ほかの同時代の史料をあたると鑑教という名の人が没した年は天文○○年であるようだから、この和歌の年号を記載どおり天文24年だとすると、その人はすでに生きてはおらず、おかしなことになる。であるから干支が正しいとすれば、癸卯は天文19年となり、その間違いかもしれない。・・・・(これは十年前くらいに読んだ記憶から書き出しましたので、かっちり正確ではないかもしれませんが、だいたいそのようなことをかれは書いていました。)で、いまふっと思ったのですけど、この奉納歌はじっさいの天文年間のものを後世の人が写本して伝えてきたものかもしれない。だから年号と干支とが合致しないというミスが起きたのではないでしょうか。
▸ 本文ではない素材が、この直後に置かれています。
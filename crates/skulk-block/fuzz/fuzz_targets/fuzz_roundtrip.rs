#![no_main]

use libfuzzer_sys::fuzz_target;
use skulk_block::{max_block_size, DataBlockReader, DataBlockWriter, Sample};

fuzz_target!(|data: &[u8]| {
    // Each 16 bytes = little-endian (timestamp, value bits)
    let samples: Vec<Sample> = data
        .chunks_exact(16)
        .map(|chunk| {
            let (ts, value) = chunk.split_at(8);
            let ts = i64::from_le_bytes(ts.try_into().unwrap());
            let value = f64::from_bits(u64::from_le_bytes(value.try_into().unwrap()));
            (ts, value)
        })
        .collect();

    let mut buf = vec![0u8; max_block_size(samples.len())];
    let mut writer = DataBlockWriter::new(42, &mut buf).unwrap();
    for (i, &(ts, value)) in samples.iter().enumerate() {
        if let Err(e) = writer.put(ts, value) {
            panic!("put failed at {}: {}", i, e);
        }
    }
    let block = writer.finish();

    let mut reader = DataBlockReader::new(block).unwrap();
    for (i, &(ts, value)) in samples.iter().enumerate() {
        let (decoded_ts, decoded_value) = match reader.next_sample() {
            Ok(sample) => sample,
            Err(e) => panic!("next failed at {}: {}", i, e),
        };
        assert_eq!(decoded_ts, ts, "bad timestamp at {}", i);
        assert_eq!(decoded_value.to_bits(), value.to_bits(), "bad value at {}", i);
    }
    assert!(reader.next_sample().is_err());
});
ほかに、「豊饒美濃守」という尊称ですけれども、これはいったいなんなのでありましょう。ほうじょうみののかみ。役職を指すことばだろうか。まったくの無知であります。
吉永正春という人の書かれたお城の本に、、「豊饒美濃守」という名前の武将がちらりと出てた気もしますが。ごぞんじのかた、ご一報いただければ幸いです。
八女戦国百首和歌『夏日侍』をよむ
竹橋乙四郎
戦国の世の暦感覚
▼ 春秋を分けるもの
(32番) 氷室 松寿
春秋をわけぬはかりか松かさき
氷室も夏をほかにこそもれ
春秋をわけるのは雁です。
それは松ヶ枝の先に来て又松ヶ枝の果てに消えてゆく。
飛翔という名の一本の航跡で季節を鮮やかに区切ります。
夏にはどこかほかの世界に籠っています。
氷室も夏はほかの処に籠って守られているのか。
(上は試みとしてのかささぎ読み)
竹橋乙四郎の連句的
雁 ・・・ 春分の日に去ってゆき、秋分にやってくる。
松かさ ・・・ 松ぼっくりは秋の訪れ。
氷室 ・・・ 古来、氷室開きは春分の日の行事。
松寿という人物が不詳。
氷室開きは本州には行事として痕跡があるが、どうも九州にはなさそう。
遠方から来た特別ゲスト?
くるす野を詠んだ鑑秀の知人と見た。
わが国の氷室のルーツ、氷室神社が鎮座する西賀茂氷室は、古代には栗栖野と呼ばれていたそうです。
春もみる氷室のわたりけを寒み
こや栗栖野の雪のむら消え(源経信)
http://www.kagemarukun.fromc.jp/page036.html
ここが丹波篠山であることに目がいく。
丹波には籠神社があった。豊受大神をまつる。
かささぎの連句的
「くるす野」は源をよびさますつけあいだったかもしれない。